- _ACTION ITEM_
Every line of the material has to be retyped exactly.

══════════════════════════════

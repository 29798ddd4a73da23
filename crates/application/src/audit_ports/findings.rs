use std::str::FromStr;

use auditrail_core::{AppError, TenantId, UserId};
use auditrail_domain::AuditSeverity;
use chrono::{DateTime, Utc};
use serde_json::Value;
use uuid::Uuid;

/// Behavioural pattern flagged by anomaly evaluation.
#[derive(Debug, Clone, Copy, PartialEq, Eq, Hash)]
pub enum AnomalyType {
    /// Repeated failed sign-ins for one account.
    FailedLoginBurst,
    /// Burst of high-risk actions by one actor.
    RapidHighRiskActions,
    /// Export of a large number of records.
    MassDataExport,
    /// Sensitive activity outside business hours.
    AfterHoursActivity,
    /// Large relative change to compensation.
    LargeCompensationChange,
    /// Actor changed their own privileges.
    PrivilegeSelfModification,
}

impl AnomalyType {
    /// Returns a stable storage value.
    #[must_use]
    pub fn as_str(&self) -> &'static str {
        match self {
            Self::FailedLoginBurst => "failed_login_burst",
            Self::RapidHighRiskActions => "rapid_high_risk_actions",
            Self::MassDataExport => "mass_data_export",
            Self::AfterHoursActivity => "after_hours_activity",
            Self::LargeCompensationChange => "large_compensation_change",
            Self::PrivilegeSelfModification => "privilege_self_modification",
        }
    }

    /// Returns all anomaly types.
    #[must_use]
    pub fn all() -> &'static [Self] {
        &[
            Self::FailedLoginBurst,
            Self::RapidHighRiskActions,
            Self::MassDataExport,
            Self::AfterHoursActivity,
            Self::LargeCompensationChange,
            Self::PrivilegeSelfModification,
        ]
    }
}

impl FromStr for AnomalyType {
    type Err = AppError;

    fn from_str(value: &str) -> Result<Self, Self::Err> {
        Self::all()
            .iter()
            .copied()
            .find(|anomaly_type| anomaly_type.as_str() == value)
            .ok_or_else(|| AppError::Validation(format!("unknown anomaly type '{value}'")))
    }
}

/// Anomaly detected over the audit stream.
#[derive(Debug, Clone, PartialEq)]
pub struct DetectedAnomaly {
    /// Anomaly id.
    pub id: Uuid,
    /// Detection time.
    pub detected_at: DateTime<Utc>,
    /// Tenant scope.
    pub tenant_id: Option<TenantId>,
    /// Actor the anomaly is attributed to.
    pub actor_id: Option<UserId>,
    /// Actor email, when known.
    pub actor_email: Option<String>,
    /// Detected pattern.
    pub anomaly_type: AnomalyType,
    /// Assessed severity.
    pub severity: AuditSeverity,
    /// Risk score, 0 to 100.
    pub risk_score: u8,
    /// Human-readable summary.
    pub description: String,
    /// Structured evidence.
    pub evidence: Value,
    /// Audit record that completed the pattern.
    pub audit_record_id: Uuid,
}

/// Category of a raised security alert.
#[derive(Debug, Clone, Copy, PartialEq, Eq, Hash)]
pub enum SecurityAlertType {
    /// Access attempt rejected by authorization.
    UnauthorizedAccess,
    /// Failed sign-ins crossed the threshold.
    FailedLoginThreshold,
    /// Critical bulk export.
    MassDataExport,
    /// Sensitive activity outside business hours.
    AfterHoursAccess,
    /// Compensation data changed.
    CompensationChange,
    /// Critical security event.
    CriticalSecurityEvent,
}

impl SecurityAlertType {
    /// Returns a stable storage value.
    #[must_use]
    pub fn as_str(&self) -> &'static str {
        match self {
            Self::UnauthorizedAccess => "unauthorized_access",
            Self::FailedLoginThreshold => "failed_login_threshold",
            Self::MassDataExport => "mass_data_export",
            Self::AfterHoursAccess => "after_hours_access",
            Self::CompensationChange => "compensation_change",
            Self::CriticalSecurityEvent => "critical_security_event",
        }
    }

    /// Returns all alert types.
    #[must_use]
    pub fn all() -> &'static [Self] {
        &[
            Self::UnauthorizedAccess,
            Self::FailedLoginThreshold,
            Self::MassDataExport,
            Self::AfterHoursAccess,
            Self::CompensationChange,
            Self::CriticalSecurityEvent,
        ]
    }
}

impl FromStr for SecurityAlertType {
    type Err = AppError;

    fn from_str(value: &str) -> Result<Self, Self::Err> {
        Self::all()
            .iter()
            .copied()
            .find(|alert_type| alert_type.as_str() == value)
            .ok_or_else(|| AppError::Validation(format!("unknown security alert type '{value}'")))
    }
}

/// Security alert awaiting review.
#[derive(Debug, Clone, PartialEq)]
pub struct SecurityAlert {
    /// Alert id.
    pub id: Uuid,
    /// Creation time.
    pub created_at: DateTime<Utc>,
    /// Tenant scope.
    pub tenant_id: Option<TenantId>,
    /// Actor involved.
    pub actor_id: Option<UserId>,
    /// Actor email, when known.
    pub actor_email: Option<String>,
    /// Alert category.
    pub alert_type: SecurityAlertType,
    /// Alert severity.
    pub severity: AuditSeverity,
    /// Risk score, 0 to 100.
    pub risk_score: u8,
    /// Short title.
    pub title: String,
    /// Longer description.
    pub description: String,
    /// Audit record that raised the alert.
    pub audit_record_id: Uuid,
    /// Client IP address, when known.
    pub ip_address: Option<String>,
}

/// Filter over stored alerts or anomalies.
#[derive(Debug, Clone, Default, PartialEq, Eq)]
pub struct SecurityFindingFilter {
    /// Tenant scope.
    pub tenant_id: Option<TenantId>,
    /// Alert or anomaly type storage values; empty matches all.
    pub finding_types: Vec<String>,
    /// Minimum severity, inclusive.
    pub min_severity: Option<AuditSeverity>,
    /// Inclusive lower bound on creation time.
    pub from: Option<DateTime<Utc>>,
    /// Inclusive upper bound on creation time.
    pub to: Option<DateTime<Utc>>,
}

/// One page request over stored findings, newest first.
#[derive(Debug, Clone, PartialEq, Eq)]
pub struct SecurityFindingQuery {
    /// Filter.
    pub filter: SecurityFindingFilter,
    /// Rows to return.
    pub limit: usize,
    /// Rows to skip.
    pub offset: usize,
}

/// One page of stored findings.
#[derive(Debug, Clone, PartialEq)]
pub struct FindingPage<T> {
    /// Findings on this page.
    pub items: Vec<T>,
    /// Total matching findings.
    pub total: u64,
    /// 1-based page number.
    pub page: u32,
    /// Page size.
    pub page_size: u32,
}

/// Number of findings at one severity.
#[derive(Debug, Clone, Copy, PartialEq, Eq)]
pub struct SeverityCount {
    /// Severity.
    pub severity: AuditSeverity,
    /// Findings at that severity.
    pub count: u64,
}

══════════════════════════════

- _RESPONSE AREA_
repository 29798ddd4a73da23
filename crates/application/src/audit_ports/findings.rs
use std::str::FromStr;

use auditrail_core::{AppError, TenantId, UserId};
use auditrail_domain::AuditSeverity;
use chrono::{DateTime, Utc};
use serde_json::Value;
use uuid::Uuid;

/// Behavioural pattern flagged by anomaly evaluation.
#[derive(Debug, Clone, Copy, PartialEq, Eq, Hash)]
pub enum AnomalyType {
    /// Repeated failed sign-ins for one account.
    FailedLoginBurst,
    /// Burst of high-risk actions by one actor.
    RapidHighRiskActions,
    /// Export of a large number of records.
    MassDataExport,
    /// Sensitive activity outside business hours.
    AfterHoursActivity,
    /// Large relative change to compensation.
    LargeCompensationChange,
    /// Actor changed their own privileges.
    PrivilegeSelfModification,
}

impl AnomalyType {
    /// Returns a stable storage value.
    #[must_use]
    pub fn as_str(&self) -> &'static str {
        match self {
            Self::FailedLoginBurst => "failed_login_burst",
            Self::RapidHighRiskActions => "rapid_high_risk_actions",
            Self::MassDataExport => "mass_data_export",
            Self::AfterHoursActivity => "after_hours_activity",
            Self::LargeCompensationChange => "large_compensation_change",
            Self::PrivilegeSelfModification => "privilege_self_modification",
        }
    }

    /// Returns all anomaly types.
    #[must_use]
    pub fn all() -> &'static [Self] {
        &[
            Self::FailedLoginBurst,
            Self::RapidHighRiskActions,
            Self::MassDataExport,
            Self::AfterHoursActivity,
            Self::LargeCompensationChange,
            Self::PrivilegeSelfModification,
        ]
    }
}

impl FromStr for AnomalyType {
    type Err = AppError;

    fn from_str(value: &str) -> Result<Self, Self::Err> {
        Self::all()
            .iter()
            .copied()
            .find(|anomaly_type| anomaly_type.as_str() == value)
            .ok_or_else(|| AppError::Validation(format!("unknown anomaly type '{value}'")))
    }
}

/// Anomaly detected over the audit stream.
#[derive(Debug, Clone, PartialEq)]
pub struct DetectedAnomaly {
    /// Anomaly id.
    pub id: Uuid,
    /// Detection time.
    pub detected_at: DateTime<Utc>,
    /// Tenant scope.
    pub tenant_id: Option<TenantId>,
    /// Actor the anomaly is attributed to.
    pub actor_id: Option<UserId>,
    /// Actor email, when known.
    pub actor_email: Option<String>,
    /// Detected pattern.
    pub anomaly_type: AnomalyType,
    /// Assessed severity.
    pub severity: AuditSeverity,
    /// Risk score, 0 to 100.
    pub risk_score: u8,
    /// Human-readable summary.
    pub description: String,
    /// Structured evidence.
    pub evidence: Value,
    /// Audit record that completed the pattern.
    pub audit_record_id: Uuid,
}

/// Category of a raised security alert.
#[derive(Debug, Clone, Copy, PartialEq, Eq, Hash)]
pub enum SecurityAlertType {
    /// Access attempt rejected by authorization.
    UnauthorizedAccess,
    /// Failed sign-ins crossed the threshold.
    FailedLoginThreshold,
    /// Critical bulk export.
    MassDataExport,
    /// Sensitive activity outside business hours.
    AfterHoursAccess,
    /// Compensation data changed.
    CompensationChange,
    /// Critical security event.
    CriticalSecurityEvent,
}

impl SecurityAlertType {
    /// Returns a stable storage value.
    #[must_use]
    pub fn as_str(&self) -> &'static str {
        match self {
            Self::UnauthorizedAccess => "unauthorized_access",
            Self::FailedLoginThreshold => "failed_login_threshold",
            Self::MassDataExport => "mass_data_export",
            Self::AfterHoursAccess => "after_hours_access",
            Self::CompensationChange => "compensation_change",
            Self::CriticalSecurityEvent => "critical_security_event",
        }
    }

    /// Returns all alert types.
    #[must_use]
    pub fn all() -> &'static [Self] {
        &[
            Self::UnauthorizedAccess,
            Self::FailedLoginThreshold,
            Self::MassDataExport,
            Self::AfterHoursAccess,
            Self::CompensationChange,
            Self::CriticalSecurityEvent,
        ]
    }
}

impl FromStr for SecurityAlertType {
    type Err = AppError;

    fn from_str(value: &str) -> Result<Self, Self::Err> {
        Self::all()
            .iter()
            .copied()
            .find(|alert_type| alert_type.as_str() == value)
            .ok_or_else(|| AppError::Validation(format!("unknown security alert type '{value}'")))
    }
}

/// Security alert awaiting review.
#[derive(Debug, Clone, PartialEq)]
pub struct SecurityAlert {
    /// Alert id.
    pub id: Uuid,
    /// Creation time.
    pub created_at: DateTime<Utc>,
    /// Tenant scope.
    pub tenant_id: Option<TenantId>,
    /// Actor involved.
    pub actor_id: Option<UserId>,
    /// Actor email, when known.
    pub actor_email: Option<String>,
    /// Alert category.
    pub alert_type: SecurityAlertType,
    /// Alert severity.
    pub severity: AuditSeverity,
    /// Risk score, 0 to 100.
    pub risk_score: u8,
    /// Short title.
    pub title: String,
    /// Longer description.
    pub description: String,
    /// Audit record that raised the alert.
    pub audit_record_id: Uuid,
    /// Client IP address, when known.
    pub ip_address: Option<String>,
}

/// Filter over stored alerts or anomalies.
#[derive(Debug, Clone, Default, PartialEq, Eq)]
pub struct SecurityFindingFilter {
    /// Tenant scope.
    pub tenant_id: Option<TenantId>,
    /// Alert or anomaly type storage values; empty matches all.
    pub finding_types: Vec<String>,
    /// Minimum severity, inclusive.
    pub min_severity: Option<AuditSeverity>,
    /// Inclusive lower bound on creation time.
    pub from: Option<DateTime<Utc>>,
    /// Inclusive upper bound on creation time.
    pub to: Option<DateTime<Utc>>,
}

/// One page request over stored findings, newest first.
#[derive(Debug, Clone, PartialEq, Eq)]
pub struct SecurityFindingQuery {
    /// Filter.
    pub filter: SecurityFindingFilter,
    /// Rows to return.
    pub limit: usize,
    /// Rows to skip.
    pub offset: usize,
}

/// One page of stored findings.
#[derive(Debug, Clone, PartialEq)]
pub struct FindingPage<T> {
    /// Findings on this page.
    pub items: Vec<T>,
    /// Total matching findings.
    pub total: u64,
    /// 1-based page number.
    pub page: u32,
    /// Page size.
    pub page_size: u32,
}

/// Number of findings at one severity.
#[derive(Debug, Clone, Copy, PartialEq, Eq)]
pub struct SeverityCount {
    /// Severity.
    pub severity: AuditSeverity,
    /// Findings at that severity.
    pub count: u64,
}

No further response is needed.